| About this exercise |
Take each line of the listing that has the string "PathBuf" and report it.
━━━━━ Input data
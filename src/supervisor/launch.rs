use std::path::{Component, Path, PathBuf};
use std::sync::Arc;

use tempfile::TempDir;

use crate::error::{FleetError, Result};
use crate::jobs::{Attachment, ClientJob, ServerJob};
use crate::supervisor::process::{LaunchSpec, ProcessHandle, ProcessSupervisor, Readiness};
use crate::supervisor::source::SourceResolver;

/// Environment variable telling the benchmarked application where to listen.
pub const SERVER_URLS_VAR: &str = "SERVER_URLS";

/// Creates the per-job working directory under `root` (system temp if unset).
fn job_workdir(root: Option<&Path>, kind: &str, id: u64) -> Result<TempDir> {
    let prefix = format!("benchfleet-{}-{}-", kind, id);
    let mut builder = tempfile::Builder::new();
    builder.prefix(&prefix);
    let dir = match root {
        Some(root) => {
            std::fs::create_dir_all(root)?;
            builder.tempdir_in(root)?
        }
        None => builder.tempdir()?,
    };
    Ok(dir)
}

/// Attachments are plain file names; anything that could escape the working
/// directory is rejected.
fn write_attachment(dir: &Path, attachment: &Attachment) -> Result<PathBuf> {
    let name = Path::new(&attachment.filename);
    let mut components = name.components();
    match (components.next(), components.next()) {
        (Some(Component::Normal(_)), None) => {}
        _ => {
            return Err(FleetError::Attachment(format!(
                "invalid file name {:?}",
                attachment.filename
            )))
        }
    }

    let path = dir.join(name);
    std::fs::write(&path, &attachment.content)
        .map_err(|e| FleetError::Attachment(format!("{}: {}", attachment.filename, e)))?;
    Ok(path)
}

/// Runs the full launch sequence for a server job: working directory,
/// attachments, source resolution, spawn.
#[derive(Clone)]
pub struct ServerLauncher {
    supervisor: ProcessSupervisor,
    resolver: Arc<dyn SourceResolver>,
    work_root: Option<PathBuf>,
    ready_marker: String,
}

impl ServerLauncher {
    pub fn new(
        supervisor: ProcessSupervisor,
        resolver: Arc<dyn SourceResolver>,
        ready_marker: impl Into<String>,
    ) -> Self {
        Self {
            supervisor,
            resolver,
            work_root: None,
            ready_marker: ready_marker.into(),
        }
    }

    pub fn with_work_root(mut self, root: Option<PathBuf>) -> Self {
        self.work_root = root;
        self
    }

    pub fn supervisor(&self) -> &ProcessSupervisor {
        &self.supervisor
    }

    /// The returned handle owns the working directory; it is removed when the
    /// handle is stopped or dropped.
    pub async fn launch(&self, job: &ServerJob) -> Result<ProcessHandle> {
        let workdir = job_workdir(self.work_root.as_deref(), "job", job.id)?;

        for attachment in &job.attachments {
            let path = write_attachment(workdir.path(), attachment)?;
            tracing::debug!(job_id = job.id, path = %path.display(), "Attachment written");
        }

        let program = self.resolver.resolve(job).await?;

        let mut environment = job.environment_variables.clone();
        environment.insert(
            SERVER_URLS_VAR.to_string(),
            format!("http://0.0.0.0:{}", job.port),
        );

        let spec = LaunchSpec::new(program, job.output.clone())
            .with_arguments(job.arguments.clone())
            .with_environment(environment)
            .in_dir(workdir.path())
            .ready_on(Readiness::Marker(self.ready_marker.clone()));

        let mut handle = self.supervisor.start(spec).await?;
        handle.attach_workdir(workdir);
        Ok(handle)
    }
}

/// Spawns load-generation workers. Workers have no readiness marker.
#[derive(Debug, Clone)]
pub struct ClientLauncher {
    supervisor: ProcessSupervisor,
    work_root: Option<PathBuf>,
}

impl ClientLauncher {
    pub fn new(supervisor: ProcessSupervisor) -> Self {
        Self {
            supervisor,
            work_root: None,
        }
    }

    pub fn with_work_root(mut self, root: Option<PathBuf>) -> Self {
        self.work_root = root;
        self
    }

    pub fn supervisor(&self) -> &ProcessSupervisor {
        &self.supervisor
    }

    pub async fn launch(&self, job: &ClientJob) -> Result<ProcessHandle> {
        let workdir = job_workdir(self.work_root.as_deref(), "worker", job.id)?;

        let spec = LaunchSpec::new(&job.executable, job.output.clone())
            .with_arguments(job.arguments.clone())
            .with_environment(job.worker_environment())
            .in_dir(workdir.path())
            .ready_on(Readiness::OnSpawn);

        let mut handle = self.supervisor.start(spec).await?;
        handle.attach_workdir(workdir);
        Ok(handle)
    }
}
//! Process supervision for benchmarked applications and load workers.
//!
//! - **Process**: spawn in a dedicated process group, capture output into a
//!   [`RollingLog`](crate::jobs::RollingLog), detect readiness, stop with
//!   interrupt-then-kill
//! - **Source**: turn a job's source descriptor into a runnable program
//! - **Launch**: per-job working directory, attachments, environment
//! - **Sampling / trace**: resource counters and trace snapshots of a running
//!   server process
//!
//! # Launch Flow
//!
//! 1. [`ServerLauncher::launch`] creates the working directory and writes
//!    attachments
//! 2. The [`SourceResolver`] builds the source and returns the program path
//! 3. [`ProcessSupervisor::start`] spawns it; reader tasks publish readiness
//!    once the marker line shows up
//! 4. [`ProcessSupervisor::stop`] interrupts the group, then kills it after the
//!    grace period
//!
//! # Security Note
//!
//! Programs and build commands run with the agent's privileges, unsandboxed.

pub mod launch;
pub mod process;
pub mod sampler;
pub mod source;
pub mod trace;

pub use launch::{ClientLauncher, ServerLauncher};
pub use process::{
    LaunchSpec, ProcessHandle, ProcessStatus, ProcessSupervisor, Readiness, StopOutcome,
};
pub use sampler::CounterSampler;
pub use source::{LocalSourceResolver, SourceResolver};
pub use trace::{SnapshotTraceCollector, TraceCollector};
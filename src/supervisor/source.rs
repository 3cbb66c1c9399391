use std::path::{Path, PathBuf};

use async_trait::async_trait;
use tokio::process::Command;
use tokio::sync::Mutex;

use crate::error::{FleetError, Result};
use crate::jobs::{RollingLog, ServerJob, Source};

/// Turns a job's [`Source`] into a program that can be launched.
#[async_trait]
pub trait SourceResolver: Send + Sync {
    /// Build output goes to `job.build_log`.
    async fn resolve(&self, job: &ServerJob) -> Result<PathBuf>;
}

/// Resolves sources that already live on this machine.
///
/// `repository` is a local directory and `project` the executable inside it
/// (or an absolute path). When `build_command` is set it runs through `sh -c`
/// in the repository first. Consecutive jobs of one session with an identical
/// source reuse the previous build.
#[derive(Debug, Default)]
pub struct LocalSourceResolver {
    last_build: Mutex<Option<CachedBuild>>,
}

#[derive(Debug, Clone)]
struct CachedBuild {
    session_id: String,
    source: Source,
    program: PathBuf,
}

impl LocalSourceResolver {
    pub fn new() -> Self {
        Self::default()
    }

    async fn cached(&self, job: &ServerJob) -> Option<PathBuf> {
        let session_id = job.session_id.as_deref()?;
        let cache = self.last_build.lock().await;
        cache
            .as_ref()
            .filter(|b| b.session_id == session_id && b.source == job.source)
            .map(|b| b.program.clone())
    }

    async fn remember(&self, job: &ServerJob, program: &Path) {
        let mut cache = self.last_build.lock().await;
        *cache = job.session_id.as_ref().map(|session_id| CachedBuild {
            session_id: session_id.clone(),
            source: job.source.clone(),
            program: program.to_path_buf(),
        });
    }
}

#[async_trait]
impl SourceResolver for LocalSourceResolver {
    async fn resolve(&self, job: &ServerJob) -> Result<PathBuf> {
        if let Some(program) = self.cached(job).await {
            tracing::info!(job_id = job.id, program = %program.display(), "Reusing session build");
            job.build_log.add_line(format!("Reusing build {}", program.display()));
            return Ok(program);
        }

        let source = &job.source;
        let repository = PathBuf::from(&source.repository);
        if !repository.is_dir() {
            return Err(FleetError::Build(format!(
                "repository {} is not a directory",
                repository.display()
            )));
        }

        if !source.branch_or_commit.is_empty() {
            job.build_log.add_line(format!(
                "Using {} at {} as checked out",
                repository.display(),
                source.branch_or_commit
            ));
        }

        if let Some(build_command) = &source.build_command {
            run_build(job.id, &repository, build_command, &job.build_log).await?;
        }

        let project = Path::new(&source.project);
        let program = if project.is_absolute() {
            project.to_path_buf()
        } else {
            repository.join(project)
        };

        if !program.exists() {
            return Err(FleetError::Build(format!(
                "project {} not found",
                program.display()
            )));
        }

        self.remember(job, &program).await;
        Ok(program)
    }
}

async fn run_build(job_id: u64, repository: &Path, build_command: &str, log: &RollingLog) -> Result<()> {
    tracing::info!(job_id, command = build_command, "Building");
    log.add_line(format!("> {}", build_command));

    let output = Command::new("sh")
        .arg("-c")
        .arg(build_command)
        .current_dir(repository)
        .output()
        .await
        .map_err(|e| FleetError::Build(format!("failed to run build: {}", e)))?;

    for line in String::from_utf8_lossy(&output.stdout).lines() {
        log.add_line(line);
    }
    for line in String::from_utf8_lossy(&output.stderr).lines() {
        log.add_line(line);
    }

    if output.status.success() {
        Ok(())
    } else {
        Err(FleetError::Build(format!(
            "`{}` exited with {:?}",
            build_command,
            output.status.code()
        )))
    }
}

#[cfg(test)]
mod tests {
    use super::*;

    fn job_in(dir: &Path, project: &str, build: Option<&str>) -> ServerJob {
        ServerJob::new(
            "plaintext",
            Source {
                repository: dir.display().to_string(),
                project: project.to_string(),
                build_command: build.map(str::to_string),
                ..Source::default()
            },
        )
    }

    #[tokio::test]
    async fn resolves_relative_project() {
        let dir = tempfile::tempdir().unwrap();
        std::fs::write(dir.path().join("app"), "").unwrap();

        let resolver = LocalSourceResolver::new();
        let program = resolver.resolve(&job_in(dir.path(), "app", None)).await.unwrap();
        assert_eq!(program, dir.path().join("app"));
    }

    #[tokio::test]
    async fn missing_repository_is_a_build_error() {
        let resolver = LocalSourceResolver::new();
        let job = job_in(Path::new("/nonexistent/benchfleet"), "app", None);
        assert!(matches!(resolver.resolve(&job).await, Err(FleetError::Build(_))));
    }

    #[tokio::test]
    async fn build_output_is_captured() {
        let dir = tempfile::tempdir().unwrap();
        let job = job_in(dir.path(), "app", Some("echo compiling && touch app"));

        let resolver = LocalSourceResolver::new();
        resolver.resolve(&job).await.unwrap();

        let lines = job.build_log.get(0);
        assert!(lines.iter().any(|l| l == "compiling"));
    }

    #[tokio::test]
    async fn failing_build_reports_exit_code() {
        let dir = tempfile::tempdir().unwrap();
        let job = job_in(dir.path(), "app", Some("echo broken >&2; exit 7"));

        let resolver = LocalSourceResolver::new();
        let err = resolver.resolve(&job).await.unwrap_err();
        assert!(err.to_string().contains("Some(7)"));
        assert_eq!(job.build_log.last_line().as_deref(), Some("broken"));
    }

    #[tokio::test]
    async fn session_reuses_previous_build() {
        let dir = tempfile::tempdir().unwrap();
        let counter = dir.path().join("builds");
        let build = format!("echo x >> {} && touch app", counter.display());

        let resolver = LocalSourceResolver::new();
        let first = job_in(dir.path(), "app", Some(&build)).with_session("s1");
        let second = job_in(dir.path(), "app", Some(&build)).with_session("s1");
        let other = job_in(dir.path(), "app", Some(&build)).with_session("s2");

        resolver.resolve(&first).await.unwrap();
        resolver.resolve(&second).await.unwrap();
        assert_eq!(std::fs::read_to_string(&counter).unwrap().lines().count(), 1);

        resolver.resolve(&other).await.unwrap();
        assert_eq!(std::fs::read_to_string(&counter).unwrap().lines().count(), 2);
    }
}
━━━━━━━━━━
| Response to the exercise |
use std::path::{Component, Path, PathBuf};
fn write_attachment(dir: &Path, attachment: &Attachment) -> Result<PathBuf> {
    work_root: Option<PathBuf>,
    pub fn with_work_root(mut self, root: Option<PathBuf>) -> Self {
    work_root: Option<PathBuf>,
    pub fn with_work_root(mut self, root: Option<PathBuf>) -> Self {
use std::path::{Path, PathBuf};
    async fn resolve(&self, job: &ServerJob) -> Result<PathBuf>;
    program: PathBuf,
    async fn cached(&self, job: &ServerJob) -> Option<PathBuf> {
    async fn resolve(&self, job: &ServerJob) -> Result<PathBuf> {
        let repository = PathBuf::from(&source.repository);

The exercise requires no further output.